→ Action item
In the listing below, find the line that contains "filename whitted/src/math/ray.rs" and the line that contains "let dir = normal". Quote both and every line between them, exactly, and nothing more.

→ Supplied material
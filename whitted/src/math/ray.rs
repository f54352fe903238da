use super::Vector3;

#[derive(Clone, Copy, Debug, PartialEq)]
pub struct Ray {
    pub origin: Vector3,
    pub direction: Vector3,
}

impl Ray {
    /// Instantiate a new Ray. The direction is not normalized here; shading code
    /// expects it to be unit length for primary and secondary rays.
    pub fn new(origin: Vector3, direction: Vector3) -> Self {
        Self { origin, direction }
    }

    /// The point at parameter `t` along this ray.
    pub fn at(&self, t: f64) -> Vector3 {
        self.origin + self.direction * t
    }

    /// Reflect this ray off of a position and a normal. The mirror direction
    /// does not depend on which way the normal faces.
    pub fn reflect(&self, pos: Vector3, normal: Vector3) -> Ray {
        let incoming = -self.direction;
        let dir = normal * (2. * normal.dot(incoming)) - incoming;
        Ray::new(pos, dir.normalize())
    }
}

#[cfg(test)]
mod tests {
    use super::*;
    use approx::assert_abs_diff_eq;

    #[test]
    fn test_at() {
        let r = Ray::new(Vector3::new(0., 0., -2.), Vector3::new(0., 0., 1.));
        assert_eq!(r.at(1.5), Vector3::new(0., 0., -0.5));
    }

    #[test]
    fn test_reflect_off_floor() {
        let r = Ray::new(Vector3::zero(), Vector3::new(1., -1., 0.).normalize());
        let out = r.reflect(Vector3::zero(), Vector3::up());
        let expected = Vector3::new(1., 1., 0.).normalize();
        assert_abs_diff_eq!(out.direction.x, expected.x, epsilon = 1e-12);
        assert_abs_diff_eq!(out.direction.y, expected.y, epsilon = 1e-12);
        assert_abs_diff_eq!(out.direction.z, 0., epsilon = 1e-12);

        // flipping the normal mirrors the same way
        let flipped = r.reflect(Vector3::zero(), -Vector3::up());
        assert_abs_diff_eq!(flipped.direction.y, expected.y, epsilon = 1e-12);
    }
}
...
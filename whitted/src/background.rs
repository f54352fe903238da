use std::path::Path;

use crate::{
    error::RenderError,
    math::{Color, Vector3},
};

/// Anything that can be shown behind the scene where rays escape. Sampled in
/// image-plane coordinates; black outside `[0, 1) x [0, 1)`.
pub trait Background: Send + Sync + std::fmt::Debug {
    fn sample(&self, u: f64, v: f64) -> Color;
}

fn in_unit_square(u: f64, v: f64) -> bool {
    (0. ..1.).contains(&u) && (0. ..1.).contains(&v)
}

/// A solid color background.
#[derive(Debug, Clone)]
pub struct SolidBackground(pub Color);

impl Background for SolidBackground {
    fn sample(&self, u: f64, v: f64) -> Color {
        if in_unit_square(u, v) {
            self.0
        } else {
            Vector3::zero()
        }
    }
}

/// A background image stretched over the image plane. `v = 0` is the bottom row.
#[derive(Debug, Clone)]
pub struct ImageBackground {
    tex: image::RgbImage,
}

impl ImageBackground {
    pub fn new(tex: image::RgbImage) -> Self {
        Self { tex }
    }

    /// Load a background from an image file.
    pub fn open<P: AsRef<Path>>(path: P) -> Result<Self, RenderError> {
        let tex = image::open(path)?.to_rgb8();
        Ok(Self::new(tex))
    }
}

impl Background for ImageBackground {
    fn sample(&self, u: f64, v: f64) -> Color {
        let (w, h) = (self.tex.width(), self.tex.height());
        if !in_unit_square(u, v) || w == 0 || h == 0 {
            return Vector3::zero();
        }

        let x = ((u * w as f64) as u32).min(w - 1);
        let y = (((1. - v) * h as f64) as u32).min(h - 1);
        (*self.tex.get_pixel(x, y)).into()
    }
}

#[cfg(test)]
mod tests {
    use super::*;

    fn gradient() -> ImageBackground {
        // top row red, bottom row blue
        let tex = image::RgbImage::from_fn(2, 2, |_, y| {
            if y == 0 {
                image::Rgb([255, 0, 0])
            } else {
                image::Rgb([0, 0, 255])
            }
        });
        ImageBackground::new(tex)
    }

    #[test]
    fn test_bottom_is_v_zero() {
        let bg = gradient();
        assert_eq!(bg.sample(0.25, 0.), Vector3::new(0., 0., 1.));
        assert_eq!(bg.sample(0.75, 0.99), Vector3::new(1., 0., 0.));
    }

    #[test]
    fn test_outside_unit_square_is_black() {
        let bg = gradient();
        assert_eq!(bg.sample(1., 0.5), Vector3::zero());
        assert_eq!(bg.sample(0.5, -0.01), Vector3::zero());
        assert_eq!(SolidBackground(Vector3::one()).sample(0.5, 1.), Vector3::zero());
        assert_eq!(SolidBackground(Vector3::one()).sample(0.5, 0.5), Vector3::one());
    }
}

→ Written reply
filename whitted/src/math/ray.rs
repository f54352fe903238da
use super::Vector3;

#[derive(Clone, Copy, Debug, PartialEq)]
pub struct Ray {
    pub origin: Vector3,
    pub direction: Vector3,
}

impl Ray {
    /// Instantiate a new Ray. The direction is not normalized here; shading code
    /// expects it to be unit length for primary and secondary rays.
    pub fn new(origin: Vector3, direction: Vector3) -> Self {
        Self { origin, direction }
    }

    /// The point at parameter `t` along this ray.
    pub fn at(&self, t: f64) -> Vector3 {
        self.origin + self.direction * t
    }

    /// Reflect this ray off of a position and a normal. The mirror direction
    /// does not depend on which way the normal faces.
    pub fn reflect(&self, pos: Vector3, normal: Vector3) -> Ray {
        let incoming = -self.direction;
        let dir = normal * (2. * normal.dot(incoming)) - incoming;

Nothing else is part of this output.